LAPORAN PENDAHULUAN SKOZOFRENI SIMPLEKS
10:23:00 AM
Add Comment
A. Pengertian
Skizofrenia adalah gangguan jiwa yang parah dan sulit ditangani. Penderita skizofrenia tidak dapat disembuhkan secara total, dalam arti halusinasi dan delusi tidak dapat hilang total, karena tanpa pengobatan yang terus-menerus dan dukungan dari lingkungan, maka gejala-gejala skizofrenia dapat kembali muncul saat individu berada dalam tekanan atau mengalami stres. Intervensi sejak dini merupakan hal yang sangat penting dan bermanfaat dalam penanganan skizofrenia demi mencegah perkembangan gangguan ke arah yang semakin parah.
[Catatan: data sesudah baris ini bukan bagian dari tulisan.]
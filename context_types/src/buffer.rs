//! Per-buffer context and its leaf types

use serde::{Deserialize, Deserializer, Serialize, Serializer};
use std::fmt;

/// 24-bit color, serialized as `[r, g, b]`
#[derive(Debug, Clone, Copy, PartialEq, Eq, Hash, Serialize, Deserialize)]
pub struct Rgb(pub u8, pub u8, pub u8);

impl Rgb {
    pub const BLACK: Rgb = Rgb(0, 0, 0);
    pub const WHITE: Rgb = Rgb(255, 255, 255);
}

impl fmt::Display for Rgb {
    fn fmt(&self, f: &mut fmt::Formatter<'_>) -> fmt::Result {
        write!(f, "#{:02x}{:02x}{:02x}", self.0, self.1, self.2)
    }
}

/// Highlight applied to a column range of one line
#[derive(Debug, Clone, Copy, PartialEq, Eq, Serialize, Deserialize)]
#[serde(rename_all = "camelCase")]
pub struct ColorRange {
    /// Start and end column (inclusive)
    pub range: (u16, u16),
    pub bg_color: Option<Rgb>,
    pub fg_color: Option<Rgb>,
}

impl ColorRange {
    pub fn new(range: (u16, u16)) -> Self {
        Self {
            range,
            bg_color: None,
            fg_color: None,
        }
    }

    pub fn with_bg(mut self, color: Rgb) -> Self {
        self.bg_color = Some(color);
        self
    }

    pub fn with_fg(mut self, color: Rgb) -> Self {
        self.fg_color = Some(color);
        self
    }
}

/// Cursor as seen across the boundary: position only, `(column, row)`
#[derive(Debug, Clone, Copy, PartialEq, Eq, Hash, Serialize, Deserialize)]
#[serde(rename_all = "camelCase")]
pub struct EditorCursorContext {
    pub position: (u16, u16),
}

impl EditorCursorContext {
    pub fn new(column: u16, row: u16) -> Self {
        Self {
            position: (column, row),
        }
    }

    pub fn origin() -> Self {
        Self::new(0, 0)
    }

    pub fn column(&self) -> u16 {
        self.position.0
    }

    pub fn row(&self) -> u16 {
        self.position.1
    }
}

/// Screen rectangle a buffer is drawn into, corners as `(column, row)`
#[derive(Debug, Clone, Copy, PartialEq, Eq, Hash, Serialize, Deserialize)]
#[serde(rename_all = "camelCase")]
pub struct EditorWindow {
    pub start: (u16, u16),
    pub end: (u16, u16),
}

impl EditorWindow {
    pub fn new(start: (u16, u16), end: (u16, u16)) -> Self {
        Self { start, end }
    }

    pub fn width(&self) -> u16 {
        self.end.0.saturating_sub(self.start.0)
    }

    pub fn height(&self) -> u16 {
        self.end.1.saturating_sub(self.start.1)
    }

    /// Checks if a screen cell lies inside the window (corners included)
    pub fn contains(&self, column: u16, row: u16) -> bool {
        (self.start.0..=self.end.0).contains(&column) && (self.start.1..=self.end.1).contains(&row)
    }
}

/// Transferable state of one buffer
///
/// A plain value with no live handles, so it can be copied across the
/// core/presentation boundary.
#[derive(Debug, Clone, PartialEq, Eq, Serialize, Deserialize)]
#[serde(rename_all = "camelCase")]
pub struct EditorBufferContext {
    pub cursors: Vec<EditorCursorContext>,
    pub content: Vec<String>,
    pub colors: Vec<Vec<ColorRange>>,
    pub memory: Vec<String>,
    pub buffer_window: EditorWindow,
    pub tab_width: u16,
}

impl EditorBufferContext {
    /// Creates an empty buffer context (one empty line, cursor at origin)
    pub fn new(buffer_window: EditorWindow, tab_width: u16) -> Self {
        Self::from_lines(vec![String::new()], buffer_window, tab_width)
    }

    pub fn from_lines(content: Vec<String>, buffer_window: EditorWindow, tab_width: u16) -> Self {
        Self {
            cursors: vec![EditorCursorContext::origin()],
            content,
            colors: Vec::new(),
            memory: Vec::new(),
            buffer_window,
            tab_width,
        }
    }

    pub fn line_count(&self) -> usize {
        self.content.len()
    }

    pub fn line(&self, row: usize) -> Option<&str> {
        self.content.get(row).map(|s| s.as_str())
    }

    pub fn primary_cursor(&self) -> Option<&EditorCursorContext> {
        self.cursors.first()
    }
}

/// Entry of the `buffers` map
///
/// A buffer id may be registered before its context is resolved; that
/// state is `Unset` (JSON `null`), distinct from the key being absent.
#[derive(Debug, Clone, PartialEq, Eq)]
pub enum BufferEntry {
    Present(EditorBufferContext),
    Unset,
}

impl BufferEntry {
    pub fn is_present(&self) -> bool {
        matches!(self, BufferEntry::Present(_))
    }

    pub fn is_unset(&self) -> bool {
        matches!(self, BufferEntry::Unset)
    }

    pub fn as_present(&self) -> Option<&EditorBufferContext> {
        match self {
            BufferEntry::Present(buffer) => Some(buffer),
            BufferEntry::Unset => None,
        }
    }

    pub fn into_present(self) -> Option<EditorBufferContext> {
        match self {
            BufferEntry::Present(buffer) => Some(buffer),
            BufferEntry::Unset => None,
        }
    }
}

impl From<EditorBufferContext> for BufferEntry {
    fn from(buffer: EditorBufferContext) -> Self {
        BufferEntry::Present(buffer)
    }
}

impl From<Option<EditorBufferContext>> for BufferEntry {
    fn from(buffer: Option<EditorBufferContext>) -> Self {
        match buffer {
            Some(buffer) => BufferEntry::Present(buffer),
            None => BufferEntry::Unset,
        }
    }
}

impl Serialize for BufferEntry {
    fn serialize<S: Serializer>(&self, serializer: S) -> Result<S::Ok, S::Error> {
        match self {
            BufferEntry::Present(buffer) => serializer.serialize_some(buffer),
            BufferEntry::Unset => serializer.serialize_none(),
        }
    }
}

impl<'de> Deserialize<'de> for BufferEntry {
    fn deserialize<D: Deserializer<'de>>(deserializer: D) -> Result<Self, D::Error> {
        Option::<EditorBufferContext>::deserialize(deserializer).map(BufferEntry::from)
    }
}

#[cfg(test)]
mod tests {
    use super::*;

    fn window() -> EditorWindow {
        EditorWindow::new((9, 1), (80, 23))
    }

    #[test]
    fn test_rgb_serializes_as_triple() {
        let json = serde_json::to_string(&Rgb(42, 42, 55)).unwrap();
        assert_eq!(json, "[42,42,55]");
        assert_eq!(Rgb(42, 42, 55).to_string(), "#2a2a37");
    }

    #[test]
    fn test_color_range_wire_names() {
        let range = ColorRange::new((0, 7)).with_bg(Rgb(42, 42, 55));
        let value = serde_json::to_value(range).unwrap();
        assert_eq!(
            value,
            serde_json::json!({ "range": [0, 7], "bgColor": [42, 42, 55], "fgColor": null })
        );
    }

    #[test]
    fn test_window_dimensions() {
        let w = window();
        assert_eq!(w.width(), 71);
        assert_eq!(w.height(), 22);
        assert!(w.contains(9, 1));
        assert!(w.contains(80, 23));
        assert!(!w.contains(8, 1));
        assert!(!w.contains(10, 24));
    }

    #[test]
    fn test_inverted_window_is_empty() {
        let w = EditorWindow::new((10, 10), (5, 5));
        assert_eq!(w.width(), 0);
        assert_eq!(w.height(), 0);
        assert!(!w.contains(7, 7));
    }

    #[test]
    fn test_new_buffer_context() {
        let buffer = EditorBufferContext::new(window(), 4);
        assert_eq!(buffer.line_count(), 1);
        assert_eq!(buffer.line(0), Some(""));
        assert_eq!(buffer.line(1), None);
        assert_eq!(buffer.primary_cursor(), Some(&EditorCursorContext::origin()));
    }

    #[test]
    fn test_buffer_context_wire_names() {
        let buffer = EditorBufferContext::from_lines(vec!["fn main() {}".into()], window(), 4);
        let value = serde_json::to_value(&buffer).unwrap();
        let object = value.as_object().unwrap();
        for key in ["cursors", "content", "colors", "memory", "bufferWindow", "tabWidth"] {
            assert!(object.contains_key(key), "missing {}", key);
        }
        assert_eq!(value["cursors"][0]["position"], serde_json::json!([0, 0]));
        assert_eq!(value["bufferWindow"]["end"], serde_json::json!([80, 23]));
    }

    #[test]
    fn test_buffer_entry_null_is_unset() {
        let entry: BufferEntry = serde_json::from_str("null").unwrap();
        assert!(entry.is_unset());
        assert_eq!(serde_json::to_string(&BufferEntry::Unset).unwrap(), "null");
    }

    #[test]
    fn test_buffer_entry_present() {
        let buffer = EditorBufferContext::new(window(), 2);
        let entry = BufferEntry::from(buffer.clone());
        let json = serde_json::to_string(&entry).unwrap();
        let back: BufferEntry = serde_json::from_str(&json).unwrap();

        assert!(back.is_present());
        assert_eq!(back.as_present(), Some(&buffer));
        assert_eq!(back.into_present(), Some(buffer));
    }

    #[test]
    fn test_buffer_entry_rejects_wrong_shape() {
        assert!(serde_json::from_str::<BufferEntry>("\"main\"").is_err());
        assert!(serde_json::from_str::<BufferEntry>("{\"content\": []}").is_err());
    }
}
Skizofreni simpleks adalah salah satu dari skizofreni. Skizofreni simpleks simpom utamanya adalah apatis, yaitu seolah-olah tidak memiliki kepentinganuntuk diri sendiri. Bahkan, sering harus diberikan pengertian tentang hal-hal yangmenjadi kebutuhannya. Penderita biasanya berkeinginan untuk berbaring, malas-malasan, jorok, tidur-tiduran, jarang mandi, motorik lambat,dan jarang bicara.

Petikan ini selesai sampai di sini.